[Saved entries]
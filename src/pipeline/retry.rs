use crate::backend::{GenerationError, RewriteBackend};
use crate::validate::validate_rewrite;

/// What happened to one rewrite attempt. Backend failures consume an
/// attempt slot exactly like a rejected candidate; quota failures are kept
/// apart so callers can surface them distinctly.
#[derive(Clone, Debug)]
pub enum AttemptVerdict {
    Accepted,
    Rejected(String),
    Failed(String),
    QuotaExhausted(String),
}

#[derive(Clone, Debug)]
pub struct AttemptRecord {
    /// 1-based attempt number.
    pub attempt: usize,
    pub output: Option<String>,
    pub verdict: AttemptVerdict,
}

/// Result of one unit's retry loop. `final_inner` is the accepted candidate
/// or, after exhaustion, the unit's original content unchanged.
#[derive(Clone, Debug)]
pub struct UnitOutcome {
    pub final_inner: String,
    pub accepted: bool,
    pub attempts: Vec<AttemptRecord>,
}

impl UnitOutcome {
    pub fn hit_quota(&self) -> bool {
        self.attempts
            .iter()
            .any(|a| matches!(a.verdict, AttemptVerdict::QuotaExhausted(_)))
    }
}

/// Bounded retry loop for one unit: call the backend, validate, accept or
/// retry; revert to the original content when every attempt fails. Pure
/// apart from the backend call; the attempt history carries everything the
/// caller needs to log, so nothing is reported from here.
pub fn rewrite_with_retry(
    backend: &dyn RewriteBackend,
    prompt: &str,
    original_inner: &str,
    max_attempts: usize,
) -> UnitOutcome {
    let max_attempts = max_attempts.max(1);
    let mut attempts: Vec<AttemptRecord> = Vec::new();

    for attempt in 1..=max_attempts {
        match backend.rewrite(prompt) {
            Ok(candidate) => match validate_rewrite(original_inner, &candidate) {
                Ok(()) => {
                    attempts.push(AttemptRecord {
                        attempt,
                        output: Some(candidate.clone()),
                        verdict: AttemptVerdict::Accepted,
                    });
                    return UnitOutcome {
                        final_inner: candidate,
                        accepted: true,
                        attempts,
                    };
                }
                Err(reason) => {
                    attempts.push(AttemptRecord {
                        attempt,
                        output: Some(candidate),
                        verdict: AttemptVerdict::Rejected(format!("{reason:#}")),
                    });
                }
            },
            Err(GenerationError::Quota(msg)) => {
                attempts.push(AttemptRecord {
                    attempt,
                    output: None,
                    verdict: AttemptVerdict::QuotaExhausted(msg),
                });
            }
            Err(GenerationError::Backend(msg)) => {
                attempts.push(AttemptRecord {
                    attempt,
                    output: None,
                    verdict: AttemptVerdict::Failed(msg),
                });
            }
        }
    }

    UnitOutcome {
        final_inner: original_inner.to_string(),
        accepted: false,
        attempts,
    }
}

DIRECTIONS FOR THIS TASK:
Please copy all of the data above exactly.

FINISHED EXERCISE:
filename src/pipeline/retry.rs
use crate::backend::{GenerationError, RewriteBackend};
use crate::validate::validate_rewrite;

/// What happened to one rewrite attempt. Backend failures consume an
/// attempt slot exactly like a rejected candidate; quota failures are kept
/// apart so callers can surface them distinctly.
#[derive(Clone, Debug)]
pub enum AttemptVerdict {
    Accepted,
    Rejected(String),
    Failed(String),
    QuotaExhausted(String),
}

#[derive(Clone, Debug)]
pub struct AttemptRecord {
    /// 1-based attempt number.
    pub attempt: usize,
    pub output: Option<String>,
    pub verdict: AttemptVerdict,
}

/// Result of one unit's retry loop. `final_inner` is the accepted candidate
/// or, after exhaustion, the unit's original content unchanged.
#[derive(Clone, Debug)]
pub struct UnitOutcome {
    pub final_inner: String,
    pub accepted: bool,
    pub attempts: Vec<AttemptRecord>,
}

impl UnitOutcome {
    pub fn hit_quota(&self) -> bool {
        self.attempts
            .iter()
            .any(|a| matches!(a.verdict, AttemptVerdict::QuotaExhausted(_)))
    }
}

/// Bounded retry loop for one unit: call the backend, validate, accept or
/// retry; revert to the original content when every attempt fails. Pure
/// apart from the backend call; the attempt history carries everything the
/// caller needs to log, so nothing is reported from here.
pub fn rewrite_with_retry(
    backend: &dyn RewriteBackend,
    prompt: &str,
    original_inner: &str,
    max_attempts: usize,
) -> UnitOutcome {
    let max_attempts = max_attempts.max(1);
    let mut attempts: Vec<AttemptRecord> = Vec::new();

    for attempt in 1..=max_attempts {
        match backend.rewrite(prompt) {
            Ok(candidate) => match validate_rewrite(original_inner, &candidate) {
                Ok(()) => {
                    attempts.push(AttemptRecord {
                        attempt,
                        output: Some(candidate.clone()),
                        verdict: AttemptVerdict::Accepted,
                    });
                    return UnitOutcome {
                        final_inner: candidate,
                        accepted: true,
                        attempts,
                    };
                }
                Err(reason) => {
                    attempts.push(AttemptRecord {
                        attempt,
                        output: Some(candidate),
                        verdict: AttemptVerdict::Rejected(format!("{reason:#}")),
                    });
                }
            },
            Err(GenerationError::Quota(msg)) => {
                attempts.push(AttemptRecord {
                    attempt,
                    output: None,
                    verdict: AttemptVerdict::QuotaExhausted(msg),
                });
            }
            Err(GenerationError::Backend(msg)) => {
                attempts.push(AttemptRecord {
                    attempt,
                    output: None,
                    verdict: AttemptVerdict::Failed(msg),
                });
            }
        }
    }

    UnitOutcome {
        final_inner: original_inner.to_string(),
        accepted: false,
        attempts,
    }
}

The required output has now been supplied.